[Extracted data entries]

==============================

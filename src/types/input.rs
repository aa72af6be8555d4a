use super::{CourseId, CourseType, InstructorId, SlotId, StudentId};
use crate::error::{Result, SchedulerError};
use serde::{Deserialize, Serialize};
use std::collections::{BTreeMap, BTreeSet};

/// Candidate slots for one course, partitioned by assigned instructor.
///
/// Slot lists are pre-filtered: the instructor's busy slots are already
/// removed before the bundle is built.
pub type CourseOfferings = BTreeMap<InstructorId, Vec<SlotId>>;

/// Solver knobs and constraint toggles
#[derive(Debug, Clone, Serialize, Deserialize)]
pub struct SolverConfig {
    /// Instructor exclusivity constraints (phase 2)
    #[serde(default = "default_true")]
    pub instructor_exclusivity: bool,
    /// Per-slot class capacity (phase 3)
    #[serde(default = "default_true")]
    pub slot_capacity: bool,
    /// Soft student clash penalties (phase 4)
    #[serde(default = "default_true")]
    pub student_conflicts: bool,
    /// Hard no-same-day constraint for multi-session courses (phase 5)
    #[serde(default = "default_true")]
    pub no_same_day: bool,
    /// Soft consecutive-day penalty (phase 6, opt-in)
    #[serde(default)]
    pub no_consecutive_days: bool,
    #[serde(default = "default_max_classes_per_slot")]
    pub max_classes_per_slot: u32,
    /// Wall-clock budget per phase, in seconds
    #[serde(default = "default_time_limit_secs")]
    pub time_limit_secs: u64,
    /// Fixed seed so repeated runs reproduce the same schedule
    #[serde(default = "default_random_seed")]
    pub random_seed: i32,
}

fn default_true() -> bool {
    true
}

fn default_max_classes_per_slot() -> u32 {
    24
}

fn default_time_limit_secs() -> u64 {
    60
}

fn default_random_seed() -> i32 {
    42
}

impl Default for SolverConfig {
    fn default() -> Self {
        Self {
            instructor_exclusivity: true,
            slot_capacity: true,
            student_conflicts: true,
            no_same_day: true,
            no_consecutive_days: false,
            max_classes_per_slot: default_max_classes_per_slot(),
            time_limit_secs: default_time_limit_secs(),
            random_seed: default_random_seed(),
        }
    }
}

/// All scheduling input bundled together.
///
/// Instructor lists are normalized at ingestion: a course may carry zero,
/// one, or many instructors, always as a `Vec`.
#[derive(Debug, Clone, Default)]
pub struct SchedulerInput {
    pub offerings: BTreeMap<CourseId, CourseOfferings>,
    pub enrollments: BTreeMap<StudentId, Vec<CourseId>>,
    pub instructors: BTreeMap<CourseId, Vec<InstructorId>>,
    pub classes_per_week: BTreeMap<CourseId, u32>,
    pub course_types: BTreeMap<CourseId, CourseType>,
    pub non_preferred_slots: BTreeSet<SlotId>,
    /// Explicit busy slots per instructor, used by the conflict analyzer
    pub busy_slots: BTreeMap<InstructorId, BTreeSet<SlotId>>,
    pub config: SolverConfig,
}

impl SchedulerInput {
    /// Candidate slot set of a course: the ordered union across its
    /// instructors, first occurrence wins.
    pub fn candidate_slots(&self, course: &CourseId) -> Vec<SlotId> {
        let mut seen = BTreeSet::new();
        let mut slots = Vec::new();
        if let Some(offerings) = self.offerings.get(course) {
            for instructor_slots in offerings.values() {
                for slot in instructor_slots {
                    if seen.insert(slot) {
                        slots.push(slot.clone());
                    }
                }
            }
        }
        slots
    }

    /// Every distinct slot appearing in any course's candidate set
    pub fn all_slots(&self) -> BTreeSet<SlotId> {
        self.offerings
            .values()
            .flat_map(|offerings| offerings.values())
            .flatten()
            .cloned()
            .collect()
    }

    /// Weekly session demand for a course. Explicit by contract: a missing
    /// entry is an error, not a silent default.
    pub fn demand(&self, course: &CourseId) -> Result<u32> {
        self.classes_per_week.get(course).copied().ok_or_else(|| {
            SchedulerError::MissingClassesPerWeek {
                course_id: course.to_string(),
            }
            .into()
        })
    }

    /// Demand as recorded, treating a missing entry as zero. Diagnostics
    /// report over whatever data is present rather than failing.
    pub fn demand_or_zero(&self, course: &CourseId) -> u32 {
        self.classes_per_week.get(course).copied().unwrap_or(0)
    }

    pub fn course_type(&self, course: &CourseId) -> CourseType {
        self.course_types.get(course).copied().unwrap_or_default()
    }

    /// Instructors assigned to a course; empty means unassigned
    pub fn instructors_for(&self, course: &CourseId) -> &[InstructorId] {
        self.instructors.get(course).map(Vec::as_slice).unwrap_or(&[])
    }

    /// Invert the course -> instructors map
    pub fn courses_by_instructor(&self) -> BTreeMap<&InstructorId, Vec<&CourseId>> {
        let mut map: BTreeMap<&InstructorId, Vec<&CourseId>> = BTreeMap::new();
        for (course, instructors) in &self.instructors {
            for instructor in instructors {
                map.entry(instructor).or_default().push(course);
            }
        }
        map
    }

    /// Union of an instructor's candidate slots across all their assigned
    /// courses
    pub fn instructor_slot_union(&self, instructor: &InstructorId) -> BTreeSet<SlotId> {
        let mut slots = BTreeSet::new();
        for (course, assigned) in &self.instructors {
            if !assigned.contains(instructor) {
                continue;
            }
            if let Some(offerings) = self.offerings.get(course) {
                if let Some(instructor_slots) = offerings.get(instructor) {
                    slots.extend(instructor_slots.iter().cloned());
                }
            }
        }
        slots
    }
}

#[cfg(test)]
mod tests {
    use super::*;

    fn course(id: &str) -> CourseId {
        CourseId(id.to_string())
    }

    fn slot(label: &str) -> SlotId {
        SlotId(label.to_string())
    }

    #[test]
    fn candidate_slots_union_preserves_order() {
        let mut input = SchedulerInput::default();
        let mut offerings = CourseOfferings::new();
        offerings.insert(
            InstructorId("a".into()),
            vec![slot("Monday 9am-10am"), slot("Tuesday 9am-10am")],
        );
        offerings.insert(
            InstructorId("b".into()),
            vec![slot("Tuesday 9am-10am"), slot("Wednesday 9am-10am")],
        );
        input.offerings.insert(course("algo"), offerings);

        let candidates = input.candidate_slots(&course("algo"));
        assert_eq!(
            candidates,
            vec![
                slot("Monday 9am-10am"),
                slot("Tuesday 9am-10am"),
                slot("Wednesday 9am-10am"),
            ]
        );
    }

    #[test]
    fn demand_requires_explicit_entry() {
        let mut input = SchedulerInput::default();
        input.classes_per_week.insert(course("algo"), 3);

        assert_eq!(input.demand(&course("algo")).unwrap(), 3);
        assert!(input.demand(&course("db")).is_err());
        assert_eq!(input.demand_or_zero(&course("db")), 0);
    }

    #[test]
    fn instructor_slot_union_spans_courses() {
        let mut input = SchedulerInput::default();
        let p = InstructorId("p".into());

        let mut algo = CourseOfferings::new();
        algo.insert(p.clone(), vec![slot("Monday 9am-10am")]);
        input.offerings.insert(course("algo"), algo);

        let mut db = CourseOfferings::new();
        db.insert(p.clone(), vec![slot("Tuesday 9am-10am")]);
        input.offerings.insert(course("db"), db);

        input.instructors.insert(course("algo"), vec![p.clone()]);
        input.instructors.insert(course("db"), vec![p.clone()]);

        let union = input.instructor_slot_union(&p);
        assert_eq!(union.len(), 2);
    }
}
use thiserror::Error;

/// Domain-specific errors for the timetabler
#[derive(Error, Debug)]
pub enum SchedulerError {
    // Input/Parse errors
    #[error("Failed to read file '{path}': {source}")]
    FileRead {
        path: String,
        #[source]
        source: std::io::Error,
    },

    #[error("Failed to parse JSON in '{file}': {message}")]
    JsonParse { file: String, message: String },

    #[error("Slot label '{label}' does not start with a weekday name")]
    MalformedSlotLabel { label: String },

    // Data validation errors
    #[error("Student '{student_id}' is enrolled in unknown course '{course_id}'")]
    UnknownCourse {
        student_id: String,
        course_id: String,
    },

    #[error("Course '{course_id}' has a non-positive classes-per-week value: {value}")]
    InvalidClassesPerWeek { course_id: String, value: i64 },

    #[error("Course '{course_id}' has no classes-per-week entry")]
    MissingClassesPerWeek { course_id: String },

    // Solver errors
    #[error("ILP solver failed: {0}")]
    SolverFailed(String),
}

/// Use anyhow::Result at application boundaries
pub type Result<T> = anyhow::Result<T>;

==============================

__PROBLEM__
The lines from the one containing "has a non-positive" through the final line of the entries above are to be printed exactly, with nothing added.

__THE COMPLETED TASK__
    #[error("Course '{course_id}' has a non-positive classes-per-week value: {value}")]
    InvalidClassesPerWeek { course_id: String, value: i64 },

    #[error("Course '{course_id}' has no classes-per-week entry")]
    MissingClassesPerWeek { course_id: String },

    // Solver errors
    #[error("ILP solver failed: {0}")]
    SolverFailed(String),
}

/// Use anyhow::Result at application boundaries
pub type Result<T> = anyhow::Result<T>;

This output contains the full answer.